Vikram Rathore from Uppsala University has delved into a study evaluating the fuel performance of small modular reactors (SMRs) under load-following operation, a topic that could significantly shape the future of nuclear energy. As the world grapples with rising energy demands and the pressing need to transition away from fossil fuels, nuclear energy is emerging as a key player, with SMRs at the forefront of this transformation.
SMRs, smaller in size and energy output compared to conventional reactors, offer a more flexible, cost-effective, and accessible nuclear energy solution. Their modularity allows for widespread deployment, making nuclear energy more attainable. However, the reduced core sizes and changes in operation modes in SMRs present unique challenges and differences in fuel operation regimes, which Rathore’s study aims to address.
The Academic-industrial Nuclear technology Initiative to Achieve a sustainable energy future (ANItA), established in Sweden, brings together academia and industry to tackle these challenges.

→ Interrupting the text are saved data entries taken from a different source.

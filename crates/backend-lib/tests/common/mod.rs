//! Test utilities for the HTTP integration tests
//!
//! Builds an `AppState` over `MemoryStorage` with a pinned clock, an in-memory
//! mail outbox and a cheap password hash cost.
#![allow(dead_code)]

use axum::{
    body::Body,
    extract::ConnectInfo,
    http::{HeaderMap, Method, Request, StatusCode},
    Router,
};
use chrono::{TimeZone, Utc};
use http_body_util::BodyExt;
use serde_json::Value;
use std::net::SocketAddr;
use std::sync::Arc;
use talent_auth::{
    auth::hash_password,
    config::Settings,
    mailer::MemoryMailer,
    models::{Account, NewAccount},
    router::create_router,
    storage::{MemoryStorage, Storage},
    time::TimeProvider,
    AppState,
};
use tower::ServiceExt;

pub const PASSWORD: &str = "Initial1Pass";

pub struct TestApp {
    pub app: Router,
    pub state: Arc<AppState<MemoryStorage>>,
    pub clock: TimeProvider,
    pub mailer: MemoryMailer,
}

pub struct TestResponse {
    pub status: StatusCode,
    pub headers: HeaderMap,
    pub body: Value,
}

impl TestResponse {
    /// First `name=value` pair of the `Set-Cookie` header
    pub fn cookie(&self) -> Option<String> {
        self.headers
            .get("set-cookie")
            .and_then(|v| v.to_str().ok())
            .and_then(|v| v.split(';').next())
            .map(str::to_string)
    }
}

pub fn test_settings() -> Settings {
    Settings {
        password_hash_cost: 4,
        ..Settings::default()
    }
}

pub fn setup() -> TestApp {
    setup_with(test_settings())
}

pub fn setup_with(settings: Settings) -> TestApp {
    let clock = TimeProvider::fixed(Utc.with_ymd_and_hms(2024, 6, 1, 9, 0, 0).unwrap());
    let mailer = MemoryMailer::new();
    let state = AppState::with_parts(
        MemoryStorage::new(),
        settings,
        clock.clone(),
        Arc::new(mailer.clone()),
    )
    .unwrap();
    let state = Arc::new(state);
    TestApp {
        app: create_router(state.clone()),
        state,
        clock,
        mailer,
    }
}

impl TestApp {
    pub async fn request(
        &self,
        method: Method,
        path: &str,
        body: Option<Value>,
        headers: &[(&str, &str)],
    ) -> TestResponse {
        self.request_from(None, method, path, body, headers).await
    }

    /// Like `request`, arriving over a connection from `peer`
    pub async fn request_from(
        &self,
        peer: Option<&str>,
        method: Method,
        path: &str,
        body: Option<Value>,
        headers: &[(&str, &str)],
    ) -> TestResponse {
        let mut builder = Request::builder()
            .method(method)
            .uri(format!("/api/auth{path}"));
        if let Some(peer) = peer {
            let addr: SocketAddr = format!("{peer}:50000").parse().unwrap();
            builder = builder.extension(ConnectInfo(addr));
        }
        for (name, value) in headers {
            builder = builder.header(*name, *value);
        }
        let body = match body {
            Some(json) => {
                builder = builder.header("content-type", "application/json");
                Body::from(json.to_string())
            }
            None => Body::empty(),
        };

        let response = self
            .app
            .clone()
            .oneshot(builder.body(body).unwrap())
            .await
            .unwrap();
        let status = response.status();
        let headers = response.headers().clone();
        let bytes = response.into_body().collect().await.unwrap().to_bytes();
        let body = serde_json::from_slice(&bytes).unwrap_or(Value::Null);
        TestResponse {
            status,
            headers,
            body,
        }
    }

    pub async fn post(&self, path: &str, body: Value) -> TestResponse {
        self.request(Method::POST, path, Some(body), &[]).await
    }

    pub async fn post_with_token(&self, path: &str, body: Value, token: &str) -> TestResponse {
        let auth = format!("Bearer {token}");
        self.request(Method::POST, path, Some(body), &[("authorization", auth.as_str())])
            .await
    }

    pub async fn get_with_token(&self, path: &str, token: &str) -> TestResponse {
        let auth = format!("Bearer {token}");
        self.request(Method::GET, path, None, &[("authorization", auth.as_str())])
            .await
    }

    /// Insert an account directly, bypassing registration
    pub async fn account(&self, email: &str, password: &str, is_staff: bool) -> Account {
        self.state
            .storage
            .create_account(NewAccount {
                email: email.to_string(),
                username: None,
                name: "Test User".to_string(),
                password_hash: hash_password(password, 4).unwrap(),
                is_staff,
                date_joined: self.clock.now(),
            })
            .await
            .unwrap()
    }

    /// Log in and return (access, refresh, cookie)
    pub async fn login(&self, email: &str, password: &str) -> (String, String, String) {
        let res = self
            .post(
                "/login",
                serde_json::json!({"email": email, "password": password}),
            )
            .await;
        assert_eq!(res.status, StatusCode::OK, "{}", res.body);
        let cookie = res.cookie().unwrap();
        (
            res.body["token"].as_str().unwrap().to_string(),
            res.body["refresh"].as_str().unwrap().to_string(),
            cookie,
        )
    }

    /// `uid` and `token` from the last reset mail
    pub fn last_reset_link(&self) -> (String, String) {
        let mail = self.mailer.sent().pop().unwrap();
        let query = mail
            .body
            .lines()
            .find_map(|line| line.split_once("/reset-password?"))
            .map(|(_, query)| query.trim().to_string())
            .unwrap();
        let mut uid = String::new();
        let mut token = String::new();
        for pair in query.split('&') {
            match pair.split_once('=') {
                Some(("uid", v)) => uid = v.to_string(),
                Some(("token", v)) => token = v.to_string(),
                _ => {}
            }
        }
        (uid, token)
    }
}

One of their key undertakings is identifying the differences in SMRs, such as reactor core size, fuel composition, and mode of operation, and studying their effects on fuel performance.
Load-following operation, which involves adjusting the power output of a nuclear reactor to match changes in electricity demand, is anticipated and desirable for SMRs to better integrate with intermittent renewable energy sources. However, the current experience of such operations may not be sufficient to ensure the safe and efficient operation of SMRs under these conditions.
Power cycling in load-following operation causes large variations in the temperature of the fuel pellets and cladding, affecting several phenomena important to nuclear fuel performance. Notably, pellet cladding mechanical interaction (PCMI), caused by repeated thermal stresses, can be problematic for the cladding. These stresses, combined with corrosive fission products, may weaken the cladding over the long term and, in some cases, lead to its eventual failure.
To study these effects, Rathore and his team used the TRANSURANUS computer code to analyse the fuel performance of a LWR-based SMR under load-following operation. They simulated hypothetical load-following operation scenarios by adjusting the linear heat rate, neutron flux, and coolant flow rate, guided by a parametrised load-following signal.
The study’s findings could have significant implications for the development and deployment of SMRs. As Rathore notes, “Understanding the fuel performance under load-following conditions is crucial for ensuring the safe and efficient operation of SMRs. This study provides a valuable foundation for future research efforts, informing observational studies of irradiated nuclear fuel, irradiation experiments, and ongoing enhancements to the models within fuel performance codes.”
The outcomes of this study could also guide the development of new fuel designs and operational strategies for SMRs, enhancing their performance and safety. Moreover, it could pave the way for more extensive use of load-following operation in nuclear power plants, facilitating better integration with renewable energy sources and contributing to a more sustainable and resilient energy system.
As the world continues to grapple with the challenges of climate change and energy security, the insights from Rathore’s study could play a pivotal role in shaping the future of nuclear energy and its role in the global energy mix. The study underscores the importance of continued research and innovation in nuclear technology, as we strive towards a cleaner, more sustainable energy future.